In the first meditation of Meditations on First Philosophy, Descartes reflects on the falsehoods he has believed during his life and the faultiness of the body of knowledge he has built up from these falsehoods. He resolves to sweep away all he thinks he knows and to start again from the foundations, building up his knowledge once more on more certain grounds.
He reasons that he need only find some reason to doubt his present opinions in order to prompt him to seek sturdier foundations for his knowledge. He realises that if he were asleep and dreaming, many of his beliefs would be false. Since he cannot ever tell if he is dreaming or not, this is further reason to doubt any beliefs from his senses.
He also realises that he could be mistaken even about beliefs that seem clearly true to him, whether awake or dreaming, for example, that bachelors are unmarried. He could be mistaken, even about such beliefs, because he could be being deceived by some evil genius or even God: this is possible and he cannot show that it is not his actual situation. Since Descartes wishes to reject any belief that could be false, that he could be mistaken about, he rejects even these beliefs.

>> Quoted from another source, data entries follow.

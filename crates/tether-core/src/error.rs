//! Error types for tether-core

use thiserror::Error;

use crate::remote::RemoteError;

/// Result type alias using tether-core's Error
pub type Result<T> = std::result::Result<T, Error>;

/// Errors that can occur in tether-core operations
#[derive(Error, Debug)]
pub enum Error {
    /// Database error
    #[error("Database error: {0}")]
    Database(String),

    /// `SQLite` error
    #[error("SQLite error: {0}")]
    Sqlite(#[from] rusqlite::Error),

    /// IO error
    #[error("IO error: {0}")]
    Io(#[from] std::io::Error),

    /// Row not found in local storage
    #[error("Row not found: {0}")]
    NotFound(String),

    /// Invalid input
    #[error("Invalid input: {0}")]
    InvalidInput(String),

    /// Invalid table schema descriptor
    #[error("Invalid schema: {0}")]
    Schema(String),

    /// A value could not be converted between its domain and storage form
    #[error("Cannot convert column `{column}`: {message}")]
    Codec { column: String, message: String },

    /// Serialization error
    #[error("Serialization error: {0}")]
    Serialization(#[from] serde_json::Error),

    /// Remote API error
    #[error(transparent)]
    Remote(#[from] RemoteError),

    /// A tracked background task panicked or was aborted
    #[error("Background task failed: {0}")]
    Task(String),
}

impl Error {
    pub(crate) fn codec(column: &str, message: impl Into<String>) -> Self {
        Self::Codec {
            column: column.to_string(),
            message: message.into(),
        }
    }

    /// Whether this error came from the remote side (and is therefore retryable)
    pub const fn is_remote(&self) -> bool {
        matches!(self, Self::Remote(_))
    }
}
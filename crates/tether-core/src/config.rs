//! Engine configuration

use std::time::Duration;

use serde::{Deserialize, Serialize};

/// Default retry-loop poll interval
pub const DEFAULT_POLL_INTERVAL: Duration = Duration::from_secs(1);

/// What to do with an existing local table when the engine opens it.
///
/// The default is [`TableMode::Preserve`], so unconfirmed rows outlive the
/// process. The older contract dropped and recreated the table on every
/// first use; that behavior is opt-in through [`TableMode::Recreate`] or
/// [`EngineConfig::recreate_tables`].
#[derive(Debug, Clone, Copy, Default, PartialEq, Eq, Serialize, Deserialize)]
#[serde(rename_all = "lowercase")]
pub enum TableMode {
    /// Create the table if absent and keep existing rows (pending local
    /// changes survive a restart)
    #[default]
    Preserve,
    /// Drop and recreate the table and reseed its deletion checkpoint; the
    /// local table is only a cache of the server
    Recreate,
}

/// Configuration for a [`crate::SyncEngine`]
#[derive(Debug, Clone, PartialEq, Eq)]
pub struct EngineConfig {
    /// How often the background loop retries unconfirmed rows
    pub poll_interval: Duration,
    pub table_mode: TableMode,
}

impl Default for EngineConfig {
    fn default() -> Self {
        Self {
            poll_interval: DEFAULT_POLL_INTERVAL,
            table_mode: TableMode::Preserve,
        }
    }
}

impl EngineConfig {
    /// Set the retry-loop poll interval
    #[must_use]
    pub const fn with_poll_interval(mut self, interval: Duration) -> Self {
        self.poll_interval = interval;
        self
    }

    /// Drop and recreate the local table on open
    #[must_use]
    pub const fn recreate_tables(mut self) -> Self {
        self.table_mode = TableMode::Recreate;
        self
    }
}

#[cfg(test)]
mod tests {
    use super::*;

    #[test]
    fn test_default_config() {
        let config = EngineConfig::default();
        assert_eq!(config.poll_interval, Duration::from_secs(1));
        assert_eq!(config.table_mode, TableMode::Preserve);
    }

    #[test]
    fn test_builder_methods() {
        let config = EngineConfig::default()
            .with_poll_interval(Duration::from_millis(50))
            .recreate_tables();
        assert_eq!(config.poll_interval, Duration::from_millis(50));
        assert_eq!(config.table_mode, TableMode::Recreate);
    }
}
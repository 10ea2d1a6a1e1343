//! The remote API seam: the authoritative server store for one table

mod http;
mod memory;

pub use http::HttpRemote;
pub use memory::{MemoryRemote, RemoteCall};

use async_trait::async_trait;
use thiserror::Error;

use crate::filter::Filter;
use crate::models::{RemoteRow, Row};

#[derive(Debug, Error)]
pub enum RemoteError {
    #[error("Invalid remote configuration: {0}")]
    InvalidConfiguration(String),
    #[error("Remote HTTP request failed: {0}")]
    Http(#[from] reqwest::Error),
    #[error("Remote API error: {message}")]
    Api { status: u16, message: String },
    #[error("Remote unavailable: {0}")]
    Unavailable(String),
    #[error("Invalid remote payload: {0}")]
    InvalidPayload(String),
}

impl RemoteError {
    /// The server does not know the row (already gone)
    pub const fn is_not_found(&self) -> bool {
        matches!(self, Self::Api { status: 404, .. })
    }
}

pub type RemoteResult<T> = Result<T, RemoteError>;

/// Operations the sync engine needs from the server, per table.
///
/// Rows passed in carry application columns only. Returned rows carry the
/// server's `modifiedDate`.
#[async_trait]
pub trait RemoteApi: Send + Sync {
    /// Live rows matching `filter`
    async fn get(&self, filter: &Filter) -> RemoteResult<Vec<RemoteRow>>;

    async fn get_by_id(&self, id: i64) -> RemoteResult<Option<RemoteRow>>;

    /// Create a row. A negative key in `row` is the client's temporary key;
    /// the returned row carries the server-assigned one.
    async fn insert(&self, row: &Row) -> RemoteResult<RemoteRow>;

    async fn update(&self, row: &Row) -> RemoteResult<RemoteRow>;

    /// Tombstone the row with the key of `row`
    async fn delete(&self, row: &Row) -> RemoteResult<()>;

    /// Rows tombstoned with `modifiedDate > since`
    async fn get_deletions(&self, since: i64) -> RemoteResult<Vec<RemoteRow>>;
}
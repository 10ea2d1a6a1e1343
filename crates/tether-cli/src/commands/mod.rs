pub mod add;
pub mod common;
pub mod config;
pub mod delete;
pub mod edit;
pub mod list;
pub mod show;
pub mod status;
pub mod sync;
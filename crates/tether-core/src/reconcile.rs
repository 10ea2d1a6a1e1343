//! Single-row conflict resolution between local storage and the server
//!
//! Whole-row last-writer-wins: a locally modified row survives only when its
//! local write is newer than the server revision. The same resolution runs
//! for bulk pulls, insert and update confirmations and the retry loop.

use crate::error::{Error, Result};
use crate::models::{LocalRow, RemoteRow, SyncMeta};
use crate::store::TableStore;

/// Which side wins for one key
#[derive(Debug, Clone, Copy, PartialEq, Eq)]
pub enum Resolution {
    /// Nothing stored locally; store the server row as clean
    InsertServer,
    /// Overwrite the local slot with the server row and clear `modified`
    AdoptServer,
    /// The local edit is newer; discard the server values
    KeepLocal,
}

/// Decide between the stored row (if any) and a server row for the same key
pub fn decide(local: Option<&LocalRow>, server: &RemoteRow) -> Resolution {
    match local {
        None => Resolution::InsertServer,
        Some(local) if local.meta.modified && local.meta.modified_date > server.modified_date => {
            Resolution::KeepLocal
        }
        Some(_) => Resolution::AdoptServer,
    }
}

/// Result of reconciling one server row
#[derive(Debug, Clone, PartialEq)]
pub struct Reconciled {
    /// The winning row as now stored, hydrated
    pub row: LocalRow,
    pub outcome: Resolution,
    /// Temporary key the row was moved away from, if any
    pub rekeyed_from: Option<i64>,
}

/// Reconcile `server` into the local row stored at `slot`.
///
/// `slot` is the key the caller knows the row under: the temporary key for an
/// insert confirmation, otherwise the server key. When the server key differs
/// from the slot the row is moved to the server key whichever side wins, and a
/// row already stored under the server key is replaced.
pub async fn reconcile(
    store: &TableStore,
    slot: i64,
    server: &RemoteRow,
    now: i64,
) -> Result<Reconciled> {
    let pk = store.schema().primary_key().to_string();
    let table = store.schema().name().to_string();
    let key = server.key(&pk).ok_or_else(|| {
        Error::InvalidInput(format!("server row for `{table}` has no integer `{pk}`"))
    })?;
    if key < 0 {
        return Err(Error::InvalidInput(format!(
            "server returned temporary key {key} for `{table}`"
        )));
    }

    let (row, outcome, rekeyed_from) = store
        .transaction(|rows| {
            let mut current_slot = slot;
            let mut local = rows.get_raw(slot)?;
            if local.is_none() && slot != key {
                local = rows.get_raw(key)?;
                current_slot = key;
            }

            let outcome = decide(local.as_ref(), server);
            let rekeyed_from = (current_slot != key).then_some(current_slot);
            match (outcome, local) {
                (Resolution::KeepLocal, Some(mut local)) => {
                    if current_slot != key {
                        rows.delete(key)?;
                        rows.move_key(current_slot, key)?;
                        local.row.set_key(&pk, key);
                    }
                    tracing::debug!(
                        table = %table,
                        key,
                        local_modified = local.meta.modified_date,
                        server_modified = server.modified_date,
                        "Local edit is newer than server row, keeping local"
                    );
                    Ok((local, outcome, rekeyed_from))
                }
                (Resolution::AdoptServer, Some(_)) => {
                    if current_slot != key {
                        rows.delete(key)?;
                    }
                    rows.write_slot(current_slot, &server.to_row(), &SyncMeta::clean(now))?;
                    Ok((rows.reread(key)?, outcome, rekeyed_from))
                }
                _ => {
                    rows.insert(&server.to_row(), &SyncMeta::clean(now))?;
                    Ok((rows.reread(key)?, Resolution::InsertServer, None))
                }
            }
        })
        .await?;

    if let Some(from) = rekeyed_from {
        tracing::debug!(table = store.schema().name(), from, to = key, "Rekeyed row");
    }

    Ok(Reconciled {
        row: store.codec().hydrate(row),
        outcome,
        rekeyed_from,
    })
}

#[cfg(test)]
mod tests {
    use super::*;
    use crate::codec::RowCodec;
    use crate::config::TableMode;
    use crate::models::Row;
    use crate::schema::{ColumnType, TableSchema};
    use crate::store::LocalStore;
    use pretty_assertions::assert_eq;
    use std::sync::Arc;

    async fn table() -> TableStore {
        let schema = TableSchema::builder("todos", "id")
            .column("id", ColumnType::Integer)
            .nullable_column("title", ColumnType::Text)
            .nullable_column("modifiedDate", ColumnType::Integer)
            .build()
            .unwrap();
        let codec = RowCodec::new(Arc::new(schema)).with_hydrator(Arc::new(|row: &mut Row| {
            let title = row.get_str("title").unwrap_or_default().len();
            row.set("title_len", title);
        }));
        let store = LocalStore::open_in_memory().await.unwrap();
        TableStore::open(store, codec, TableMode::Preserve, 0)
            .await
            .unwrap()
    }

    fn local(modified: bool, modified_date: i64) -> LocalRow {
        LocalRow::new(
            Row::new().with("id", 1),
            SyncMeta {
                modified,
                modified_date,
                deleted: false,
            },
        )
    }

    fn server(modified_date: i64) -> RemoteRow {
        RemoteRow::new(Row::new().with("id", 1), modified_date)
    }

    #[test]
    fn test_decide_last_writer_wins_by_timestamp() {
        assert_eq!(decide(None, &server(5)), Resolution::InsertServer);
        assert_eq!(decide(Some(&local(false, 10)), &server(5)), Resolution::AdoptServer);
        assert_eq!(decide(Some(&local(true, 10)), &server(5)), Resolution::KeepLocal);
        // Equal timestamps go to the server
        assert_eq!(decide(Some(&local(true, 5)), &server(5)), Resolution::AdoptServer);
        assert_eq!(decide(Some(&local(true, 4)), &server(5)), Resolution::AdoptServer);
    }

    #[tokio::test(flavor = "multi_thread")]
    async fn test_inserts_unknown_server_row() {
        let table = table().await;
        let server = RemoteRow::new(Row::new().with("id", 8).with("title", "abc"), 100);

        let result = reconcile(&table, 8, &server, 7).await.unwrap();
        assert_eq!(result.outcome, Resolution::InsertServer);
        assert_eq!(result.row.row.get("title_len"), Some(&serde_json::json!(3)));

        let stored = table.get_raw(8).await.unwrap().unwrap();
        assert_eq!(stored.meta, SyncMeta::clean(7));
        assert_eq!(stored.row.get("modifiedDate"), Some(&serde_json::json!(100)));
        // Hydrated fields never reach storage
        assert!(!stored.row.contains("title_len"));
    }

    #[tokio::test(flavor = "multi_thread")]
    async fn test_rekeys_confirmed_insert() {
        let table = table().await;
        let pending = table
            .insert_pending(Row::new().with("title", "buy milk"), 50)
            .await
            .unwrap();
        let temp = pending.key("id").unwrap();

        let server = RemoteRow::new(Row::new().with("id", 42).with("title", "buy milk"), 1000);
        let result = reconcile(&table, temp, &server, 60).await.unwrap();
        assert_eq!(result.outcome, Resolution::AdoptServer);
        assert_eq!(result.rekeyed_from, Some(temp));

        assert!(table.get_raw(temp).await.unwrap().is_none());
        let stored = table.get_raw(42).await.unwrap().unwrap();
        assert!(!stored.meta.modified);
        assert_eq!(stored.row.key("id"), Some(42));

        // Confirming again is a plain overwrite at the new key
        let again = reconcile(&table, temp, &server, 70).await.unwrap();
        assert_eq!(again.outcome, Resolution::AdoptServer);
        assert_eq!(again.rekeyed_from, None);
        assert_eq!(table.count_modified().await.unwrap(), 0);
    }

    #[tokio::test(flavor = "multi_thread")]
    async fn test_newer_local_edit_survives_but_is_rekeyed() {
        let table = table().await;
        let pending = table
            .insert_pending(Row::new().with("title", "local"), 5_000)
            .await
            .unwrap();
        let temp = pending.key("id").unwrap();

        let server = RemoteRow::new(Row::new().with("id", 9).with("title", "server"), 1_000);
        let result = reconcile(&table, temp, &server, 6_000).await.unwrap();
        assert_eq!(result.outcome, Resolution::KeepLocal);
        assert_eq!(result.row.row.get_str("title"), Some("local"));

        let stored = table.get_raw(9).await.unwrap().unwrap();
        assert_eq!(stored.row.get_str("title"), Some("local"));
        assert_eq!(stored.meta, SyncMeta::pending(5_000));
        assert!(table.get_raw(temp).await.unwrap().is_none());
    }

    #[tokio::test(flavor = "multi_thread")]
    async fn test_rekey_replaces_row_already_at_server_key() {
        let table = table().await;
        table
            .insert_clean(Row::new().with("id", 42).with("title", "pulled"), 1)
            .await
            .unwrap();
        let pending = table.insert_pending(Row::new().with("title", "mine"), 2).await.unwrap();
        let temp = pending.key("id").unwrap();

        let server = RemoteRow::new(Row::new().with("id", 42).with("title", "mine"), 10);
        reconcile(&table, temp, &server, 11).await.unwrap();

        let rows = table.select(&crate::filter::Filter::new(), false).await.unwrap();
        assert_eq!(rows.len(), 1);
        assert_eq!(rows[0].row.get_str("title"), Some("mine"));
    }

    #[tokio::test(flavor = "multi_thread")]
    async fn test_rejects_temporary_server_key() {
        let table = table().await;
        let server = RemoteRow::new(Row::new().with("id", -1), 10);
        assert!(matches!(
            reconcile(&table, -1, &server, 1).await,
            Err(Error::InvalidInput(_))
        ));
    }
}
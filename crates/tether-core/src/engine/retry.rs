//! Background retry of unconfirmed local changes

use std::sync::atomic::Ordering;

use tokio::time::MissedTickBehavior;
use tokio_util::sync::CancellationToken;

use super::SyncEngine;
use crate::error::Result;
use crate::models::{LocalRow, RowState};

/// Outcome of one retry pass
#[derive(Debug, Clone, Copy, PartialEq, Eq)]
pub enum SyncPass {
    /// No known failures
    Idle,
    /// A foreground operation is running; try again next tick
    Deferred,
    /// Every pending row was replayed
    Completed { confirmed: usize, failed: usize },
    /// Stopped early by cancellation or a new foreground operation
    Aborted { confirmed: usize, remaining: usize },
}

impl SyncEngine {
    /// Run one retry pass with the engine's own cancellation token
    pub async fn sync_once(&self) -> Result<SyncPass> {
        let cancel = self.inner.cancel.clone();
        self.retry_pass(&cancel).await
    }

    /// Count every unconfirmed row in storage as failed, then run one pass.
    ///
    /// For a fresh process, whose in-memory failure count starts at zero.
    pub async fn sync_pending(&self) -> Result<SyncPass> {
        self.seed_failed().await?;
        self.sync_once().await
    }

    /// Retry loop: replay unconfirmed rows every poll interval until `cancel`
    /// trips. A pass in progress is abandoned on cancellation.
    pub async fn run(&self, cancel: CancellationToken) -> Result<()> {
        let pending = self.seed_failed().await?;
        tracing::info!(
            table = self.schema().name(),
            pending,
            poll_interval = ?self.inner.config.poll_interval,
            "Sync loop started"
        );

        let mut ticker = tokio::time::interval(self.inner.config.poll_interval);
        ticker.set_missed_tick_behavior(MissedTickBehavior::Delay);
        loop {
            tokio::select! {
                () = cancel.cancelled() => break,
                _ = ticker.tick() => {}
            }

            tokio::select! {
                () = cancel.cancelled() => break,
                result = self.retry_pass(&cancel) => match result {
                    Ok(SyncPass::Idle | SyncPass::Deferred) => {}
                    Ok(pass) => tracing::debug!(table = self.schema().name(), ?pass, "Retry pass finished"),
                    Err(error) => tracing::error!(table = self.schema().name(), "Retry pass failed: {error}"),
                },
            }
        }

        tracing::info!(table = self.schema().name(), "Sync loop stopped");
        Ok(())
    }

    async fn retry_pass(&self, cancel: &CancellationToken) -> Result<SyncPass> {
        let observed = self.inner.failed.load(Ordering::SeqCst);
        if observed == 0 {
            return Ok(SyncPass::Idle);
        }
        if self.busy() {
            return Ok(SyncPass::Deferred);
        }

        let rows = self.inner.store.modified_rows().await?;
        // A user action may have started while reading
        if self.busy() {
            return Ok(SyncPass::Deferred);
        }
        self.rebase_failed(observed, rows.len());

        let total = rows.len();
        let mut confirmed = 0;
        let mut failed = 0;
        for (index, row) in rows.into_iter().enumerate() {
            if cancel.is_cancelled() || self.busy() {
                return Ok(SyncPass::Aborted {
                    confirmed,
                    remaining: total - index,
                });
            }

            match self.replay(row).await {
                Ok(true) => {
                    confirmed += 1;
                    self.decrement_failed();
                }
                Ok(false) => failed += 1,
                Err(error) => {
                    failed += 1;
                    tracing::warn!(table = self.schema().name(), "Retry failed: {error}");
                }
            }
        }
        Ok(SyncPass::Completed { confirmed, failed })
    }

    async fn seed_failed(&self) -> Result<usize> {
        let pending = self.inner.store.count_modified().await?;
        self.inner.failed.fetch_max(pending, Ordering::SeqCst);
        Ok(pending)
    }

    /// Replace the `observed` failure count with the `pending` rows found in
    /// storage, keeping increments from tails that failed in between
    pub(super) fn rebase_failed(&self, observed: usize, pending: usize) {
        self.inner
            .failed
            .fetch_update(Ordering::SeqCst, Ordering::SeqCst, |count| {
                Some(count.saturating_sub(observed) + pending)
            })
            .ok();
    }

    fn busy(&self) -> bool {
        self.inner.in_flight.load(Ordering::SeqCst) > 0
    }

    fn decrement_failed(&self) {
        self.inner
            .failed
            .fetch_update(Ordering::SeqCst, Ordering::SeqCst, |count| {
                Some(count.saturating_sub(1))
            })
            .ok();
    }

    /// Replay the remote call matching the row's state.
    ///
    /// Returns whether the row is now confirmed.
    async fn replay(&self, local: LocalRow) -> Result<bool> {
        let key = self.key_of(&local.row)?;
        match local.state(self.pk()) {
            RowState::PendingDelete if key < 0 => {
                self.inner.store.hard_delete(key).await?;
                Ok(true)
            }
            RowState::PendingDelete => {
                self.push_delete(key, &self.remote_payload(&local.row))
                    .await
            }
            RowState::PendingCreate => self.push_insert(key).await,
            RowState::PendingUpdate => self.push_update(key).await,
            RowState::Clean => Ok(true),
        }
    }
}
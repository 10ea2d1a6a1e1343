use tether_core::{Filter, SyncEngine, SyncPass};

use crate::commands::common::open_engine;
use crate::config::Settings;
use crate::error::CliError;

pub async fn run_sync(watch: bool, settings: &Settings) -> Result<(), CliError> {
    let engine = open_engine(settings).await?;
    if watch {
        return watch_until_interrupted(&engine).await;
    }

    let pass = engine.sync_pending().await?;
    println!("{}", describe_pass(pass));

    match pull_server_changes(&engine).await {
        Ok((fetched, removed)) => {
            println!("Fetched {fetched} todo(s) from the server");
            if removed {
                println!("Removed todos deleted on the server");
            }
        }
        Err(error) if error.is_remote() => {
            eprintln!("Could not reach the server: {error}");
        }
        Err(error) => return Err(error.into()),
    }

    engine.shutdown().await?;
    let pending = engine.status().await?.pending;
    if pending > 0 {
        println!("{pending} change(s) still pending");
    }
    Ok(())
}

async fn pull_server_changes(engine: &SyncEngine) -> tether_core::Result<(usize, bool)> {
    let removed = engine.pull_deletions().await?;
    let fetched = engine.pull(&Filter::new()).await?.len();
    Ok((fetched, removed))
}

async fn watch_until_interrupted(engine: &SyncEngine) -> Result<(), CliError> {
    let status = engine.status().await?;
    println!(
        "Watching {} pending change(s) every {:?}; press Ctrl-C to stop",
        status.pending,
        engine.config().poll_interval
    );
    engine.spawn_sync_loop();
    tokio::signal::ctrl_c().await?;
    engine.shutdown().await?;

    let pending = engine.status().await?.pending;
    println!("Stopped with {pending} change(s) pending");
    Ok(())
}

pub fn describe_pass(pass: SyncPass) -> String {
    match pass {
        SyncPass::Idle => "Nothing to push".to_string(),
        SyncPass::Deferred => "Another change is in flight; try again".to_string(),
        SyncPass::Completed { confirmed, failed: 0 } => {
            format!("Pushed {confirmed} change(s)")
        }
        SyncPass::Completed { confirmed, failed } => {
            format!("Pushed {confirmed} change(s), {failed} failed")
        }
        SyncPass::Aborted {
            confirmed,
            remaining,
        } => format!("Pushed {confirmed} change(s), interrupted with {remaining} left"),
    }
}
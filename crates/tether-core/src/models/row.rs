//! Domain rows and their local sync metadata

use serde::{Deserialize, Serialize};
use serde_json::{Map, Value};

/// A row in its domain form: column name to JSON value.
///
/// A missing key means "undefined" and is stored as NULL.
#[derive(Debug, Clone, Default, PartialEq, Serialize, Deserialize)]
#[serde(transparent)]
pub struct Row(Map<String, Value>);

impl Row {
    pub fn new() -> Self {
        Self::default()
    }

    /// Builder-style setter
    #[must_use]
    pub fn with(mut self, column: impl Into<String>, value: impl Into<Value>) -> Self {
        self.set(column, value);
        self
    }

    pub fn set(&mut self, column: impl Into<String>, value: impl Into<Value>) {
        self.0.insert(column.into(), value.into());
    }

    pub fn get(&self, column: &str) -> Option<&Value> {
        self.0.get(column)
    }

    pub fn remove(&mut self, column: &str) -> Option<Value> {
        self.0.remove(column)
    }

    pub fn contains(&self, column: &str) -> bool {
        self.0.contains_key(column)
    }

    /// Read an integer key column
    pub fn key(&self, pk: &str) -> Option<i64> {
        self.0.get(pk).and_then(Value::as_i64)
    }

    pub fn set_key(&mut self, pk: &str, key: i64) {
        self.0.insert(pk.to_string(), Value::from(key));
    }

    pub fn get_str(&self, column: &str) -> Option<&str> {
        self.0.get(column).and_then(Value::as_str)
    }

    pub fn iter(&self) -> impl Iterator<Item = (&String, &Value)> {
        self.0.iter()
    }

    pub fn len(&self) -> usize {
        self.0.len()
    }

    pub fn is_empty(&self) -> bool {
        self.0.is_empty()
    }

    /// Overlay every value of `other` onto this row
    pub fn merge(&mut self, other: &Self) {
        for (column, value) in &other.0 {
            self.0.insert(column.clone(), value.clone());
        }
    }

    pub const fn as_map(&self) -> &Map<String, Value> {
        &self.0
    }
}

impl From<Map<String, Value>> for Row {
    fn from(value: Map<String, Value>) -> Self {
        Self(value)
    }
}

impl<K: Into<String>, V: Into<Value>> FromIterator<(K, V)> for Row {
    fn from_iter<I: IntoIterator<Item = (K, V)>>(iter: I) -> Self {
        Self(
            iter.into_iter()
                .map(|(column, value)| (column.into(), value.into()))
                .collect(),
        )
    }
}

/// Private sync state stored alongside every local row
#[derive(Debug, Clone, Copy, Default, PartialEq, Eq, Serialize, Deserialize)]
pub struct SyncMeta {
    /// Local changes not yet confirmed by the server (`_localModified`)
    pub modified: bool,
    /// Timestamp of the last local write, Unix ms (`_localModifiedDate`)
    pub modified_date: i64,
    /// Soft-deleted, hidden from user-facing reads (`_localDelete`)
    pub deleted: bool,
}

impl SyncMeta {
    /// Metadata for a row adopted from the server
    pub const fn clean(now: i64) -> Self {
        Self {
            modified: false,
            modified_date: now,
            deleted: false,
        }
    }

    /// Metadata for a row written locally
    pub const fn pending(now: i64) -> Self {
        Self {
            modified: true,
            modified_date: now,
            deleted: false,
        }
    }
}

/// Where a row sits in the local sync lifecycle
#[derive(Debug, Clone, Copy, PartialEq, Eq, Serialize, Deserialize)]
#[serde(rename_all = "kebab-case")]
pub enum RowState {
    Clean,
    PendingCreate,
    PendingUpdate,
    PendingDelete,
}

/// A row as held in local storage
#[derive(Debug, Clone, PartialEq, Serialize, Deserialize)]
pub struct LocalRow {
    pub row: Row,
    pub meta: SyncMeta,
}

impl LocalRow {
    pub const fn new(row: Row, meta: SyncMeta) -> Self {
        Self { row, meta }
    }

    pub fn key(&self, pk: &str) -> Option<i64> {
        self.row.key(pk)
    }

    pub fn state(&self, pk: &str) -> RowState {
        if self.meta.deleted {
            RowState::PendingDelete
        } else if !self.meta.modified {
            RowState::Clean
        } else if self.key(pk).is_some_and(|key| key < 0) {
            RowState::PendingCreate
        } else {
            RowState::PendingUpdate
        }
    }

    /// Still waiting for the server to assign a key
    pub fn is_unconfirmed(&self, pk: &str) -> bool {
        self.key(pk).is_some_and(|key| key < 0)
    }
}
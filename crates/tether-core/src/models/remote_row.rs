//! Rows as returned by the remote API

use serde::{Deserialize, Deserializer, Serialize};
use serde_json::Value;

use super::Row;

/// Name of the server revision column on the wire
pub const MODIFIED_DATE: &str = "modifiedDate";

/// A server row: the domain columns plus the server-assigned `modifiedDate`
#[derive(Debug, Clone, PartialEq, Serialize, Deserialize)]
pub struct RemoteRow {
    #[serde(
        rename = "modifiedDate",
        default,
        deserialize_with = "deserialize_timestamp"
    )]
    pub modified_date: i64,
    #[serde(flatten)]
    pub row: Row,
}

impl RemoteRow {
    pub const fn new(row: Row, modified_date: i64) -> Self {
        Self { modified_date, row }
    }

    pub fn key(&self, pk: &str) -> Option<i64> {
        self.row.key(pk)
    }

    /// The domain row including `modifiedDate`, so schemas that declare the
    /// column keep a copy of the server revision locally
    pub fn to_row(&self) -> Row {
        let mut row = self.row.clone();
        row.set(MODIFIED_DATE, self.modified_date);
        row
    }
}

// Postgres `bigint` columns reach JSON as strings.
fn deserialize_timestamp<'de, D>(deserializer: D) -> Result<i64, D::Error>
where
    D: Deserializer<'de>,
{
    match Value::deserialize(deserializer)? {
        Value::Number(number) => number
            .as_i64()
            .or_else(|| {
                #[allow(clippy::cast_possible_truncation)]
                number.as_f64().map(|value| value as i64)
            })
            .ok_or_else(|| serde::de::Error::custom("modifiedDate is out of range")),
        Value::String(text) => text
            .trim()
            .parse::<i64>()
            .map_err(|error| serde::de::Error::custom(format!("invalid modifiedDate: {error}"))),
        Value::Null => Ok(0),
        other => Err(serde::de::Error::custom(format!(
            "modifiedDate must be a number, got {other}"
        ))),
    }
}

By the end of the first meditation, Descartes is tempted to rid himself of the desire to acquire knowledge altogether.
Characteristics | Values |
---|---|
Doubt | All beliefs |
Sensory beliefs | |
Dreaming beliefs | |
Even beliefs that seem clearly true | |
Beliefs about God | |
Beliefs about mathematics | |
Beliefs about science | |
Beliefs about the existence of God | |
Beliefs about the existence of the human mind | |
Beliefs about the existence of the human body | |
Beliefs about the existence of the human soul | |
Beliefs about the existence of the human mind and body | |
Beliefs about the existence of material things |
What You'll Learn
The senses can be deceptive
In his Meditations on First Philosophy, René Descartes argues that the senses do not accurately help us understand the world. He writes that he has begun to doubt all of his ideas, deciding that all those ideas come from the senses, which are not trustworthy.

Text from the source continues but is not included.